# Directions:
Read the data that follows. Then repeat it exactly.
━━ Data provided ━━
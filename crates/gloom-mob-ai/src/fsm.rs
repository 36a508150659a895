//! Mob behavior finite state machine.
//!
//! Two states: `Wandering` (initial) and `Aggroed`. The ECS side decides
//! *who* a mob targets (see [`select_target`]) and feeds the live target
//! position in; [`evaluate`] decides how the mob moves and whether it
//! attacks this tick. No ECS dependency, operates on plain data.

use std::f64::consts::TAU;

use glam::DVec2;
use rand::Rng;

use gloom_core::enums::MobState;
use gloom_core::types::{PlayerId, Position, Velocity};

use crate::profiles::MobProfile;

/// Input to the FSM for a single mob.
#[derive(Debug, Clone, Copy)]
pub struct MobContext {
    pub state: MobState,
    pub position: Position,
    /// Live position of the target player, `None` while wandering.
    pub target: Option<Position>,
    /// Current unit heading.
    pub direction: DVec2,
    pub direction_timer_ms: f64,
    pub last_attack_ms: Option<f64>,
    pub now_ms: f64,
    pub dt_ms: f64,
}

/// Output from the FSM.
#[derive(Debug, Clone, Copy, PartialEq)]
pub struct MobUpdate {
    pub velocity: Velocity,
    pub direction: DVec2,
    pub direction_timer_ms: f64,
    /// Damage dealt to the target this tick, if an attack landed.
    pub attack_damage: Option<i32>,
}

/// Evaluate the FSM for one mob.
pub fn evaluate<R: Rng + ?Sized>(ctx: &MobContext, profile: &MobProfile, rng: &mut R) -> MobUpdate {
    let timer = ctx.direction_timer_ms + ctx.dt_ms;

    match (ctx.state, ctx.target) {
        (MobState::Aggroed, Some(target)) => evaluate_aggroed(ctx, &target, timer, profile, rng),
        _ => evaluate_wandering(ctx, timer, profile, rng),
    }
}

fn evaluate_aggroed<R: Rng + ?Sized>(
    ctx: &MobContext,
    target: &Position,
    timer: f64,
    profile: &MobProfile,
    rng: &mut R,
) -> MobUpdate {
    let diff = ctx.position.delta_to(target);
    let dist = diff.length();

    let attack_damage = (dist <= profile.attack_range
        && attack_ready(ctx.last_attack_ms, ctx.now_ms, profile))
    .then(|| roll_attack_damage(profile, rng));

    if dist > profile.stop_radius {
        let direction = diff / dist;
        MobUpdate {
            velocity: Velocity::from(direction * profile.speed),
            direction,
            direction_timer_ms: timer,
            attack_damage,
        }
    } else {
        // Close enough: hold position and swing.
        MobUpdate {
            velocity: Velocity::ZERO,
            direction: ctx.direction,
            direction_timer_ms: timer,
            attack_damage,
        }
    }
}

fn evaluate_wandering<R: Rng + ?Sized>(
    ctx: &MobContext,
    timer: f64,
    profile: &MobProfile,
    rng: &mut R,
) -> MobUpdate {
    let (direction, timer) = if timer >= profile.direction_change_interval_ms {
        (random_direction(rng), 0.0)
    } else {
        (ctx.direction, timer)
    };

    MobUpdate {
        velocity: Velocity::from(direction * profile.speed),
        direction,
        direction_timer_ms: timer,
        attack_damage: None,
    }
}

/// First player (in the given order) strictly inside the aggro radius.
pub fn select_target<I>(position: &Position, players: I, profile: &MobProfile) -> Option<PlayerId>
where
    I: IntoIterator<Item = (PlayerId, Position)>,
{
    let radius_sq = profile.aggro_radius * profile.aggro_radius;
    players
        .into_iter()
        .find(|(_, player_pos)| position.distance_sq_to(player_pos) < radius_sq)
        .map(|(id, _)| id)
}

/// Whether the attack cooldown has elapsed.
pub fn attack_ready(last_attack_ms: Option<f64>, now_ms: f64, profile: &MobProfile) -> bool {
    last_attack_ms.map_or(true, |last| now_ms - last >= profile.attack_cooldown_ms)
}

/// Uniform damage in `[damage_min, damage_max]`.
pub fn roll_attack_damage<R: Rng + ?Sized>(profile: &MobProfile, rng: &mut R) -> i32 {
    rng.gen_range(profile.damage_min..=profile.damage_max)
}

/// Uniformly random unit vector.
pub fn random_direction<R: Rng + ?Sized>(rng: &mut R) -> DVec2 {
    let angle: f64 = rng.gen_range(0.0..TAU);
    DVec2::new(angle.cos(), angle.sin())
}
━━━
# Result of the exercise:
filename crates/gloom-mob-ai/src/fsm.rs
repository 36a508150659a895
//! Mob behavior finite state machine.
//!
//! Two states: `Wandering` (initial) and `Aggroed`. The ECS side decides
//! *who* a mob targets (see [`select_target`]) and feeds the live target
//! position in; [`evaluate`] decides how the mob moves and whether it
//! attacks this tick. No ECS dependency, operates on plain data.

use std::f64::consts::TAU;

use glam::DVec2;
use rand::Rng;

use gloom_core::enums::MobState;
use gloom_core::types::{PlayerId, Position, Velocity};

use crate::profiles::MobProfile;

/// Input to the FSM for a single mob.
#[derive(Debug, Clone, Copy)]
pub struct MobContext {
    pub state: MobState,
    pub position: Position,
    /// Live position of the target player, `None` while wandering.
    pub target: Option<Position>,
    /// Current unit heading.
    pub direction: DVec2,
    pub direction_timer_ms: f64,
    pub last_attack_ms: Option<f64>,
    pub now_ms: f64,
    pub dt_ms: f64,
}

/// Output from the FSM.
#[derive(Debug, Clone, Copy, PartialEq)]
pub struct MobUpdate {
    pub velocity: Velocity,
    pub direction: DVec2,
    pub direction_timer_ms: f64,
    /// Damage dealt to the target this tick, if an attack landed.
    pub attack_damage: Option<i32>,
}

/// Evaluate the FSM for one mob.
pub fn evaluate<R: Rng + ?Sized>(ctx: &MobContext, profile: &MobProfile, rng: &mut R) -> MobUpdate {
    let timer = ctx.direction_timer_ms + ctx.dt_ms;

    match (ctx.state, ctx.target) {
        (MobState::Aggroed, Some(target)) => evaluate_aggroed(ctx, &target, timer, profile, rng),
        _ => evaluate_wandering(ctx, timer, profile, rng),
    }
}

fn evaluate_aggroed<R: Rng + ?Sized>(
    ctx: &MobContext,
    target: &Position,
    timer: f64,
    profile: &MobProfile,
    rng: &mut R,
) -> MobUpdate {
    let diff = ctx.position.delta_to(target);
    let dist = diff.length();

    let attack_damage = (dist <= profile.attack_range
        && attack_ready(ctx.last_attack_ms, ctx.now_ms, profile))
    .then(|| roll_attack_damage(profile, rng));

    if dist > profile.stop_radius {
        let direction = diff / dist;
        MobUpdate {
            velocity: Velocity::from(direction * profile.speed),
            direction,
            direction_timer_ms: timer,
            attack_damage,
        }
    } else {
        // Close enough: hold position and swing.
        MobUpdate {
            velocity: Velocity::ZERO,
            direction: ctx.direction,
            direction_timer_ms: timer,
            attack_damage,
        }
    }
}

fn evaluate_wandering<R: Rng + ?Sized>(
    ctx: &MobContext,
    timer: f64,
    profile: &MobProfile,
    rng: &mut R,
) -> MobUpdate {
    let (direction, timer) = if timer >= profile.direction_change_interval_ms {
        (random_direction(rng), 0.0)
    } else {
        (ctx.direction, timer)
    };

    MobUpdate {
        velocity: Velocity::from(direction * profile.speed),
        direction,
        direction_timer_ms: timer,
        attack_damage: None,
    }
}

/// First player (in the given order) strictly inside the aggro radius.
pub fn select_target<I>(position: &Position, players: I, profile: &MobProfile) -> Option<PlayerId>
where
    I: IntoIterator<Item = (PlayerId, Position)>,
{
    let radius_sq = profile.aggro_radius * profile.aggro_radius;
    players
        .into_iter()
        .find(|(_, player_pos)| position.distance_sq_to(player_pos) < radius_sq)
        .map(|(id, _)| id)
}

/// Whether the attack cooldown has elapsed.
pub fn attack_ready(last_attack_ms: Option<f64>, now_ms: f64, profile: &MobProfile) -> bool {
    last_attack_ms.map_or(true, |last| now_ms - last >= profile.attack_cooldown_ms)
}

/// Uniform damage in `[damage_min, damage_max]`.
pub fn roll_attack_damage<R: Rng + ?Sized>(profile: &MobProfile, rng: &mut R) -> i32 {
    rng.gen_range(profile.damage_min..=profile.damage_max)
}

/// Uniformly random unit vector.
pub fn random_direction<R: Rng + ?Sized>(rng: &mut R) -> DVec2 {
    let angle: f64 = rng.gen_range(0.0..TAU);
    DVec2::new(angle.cos(), angle.sin())
}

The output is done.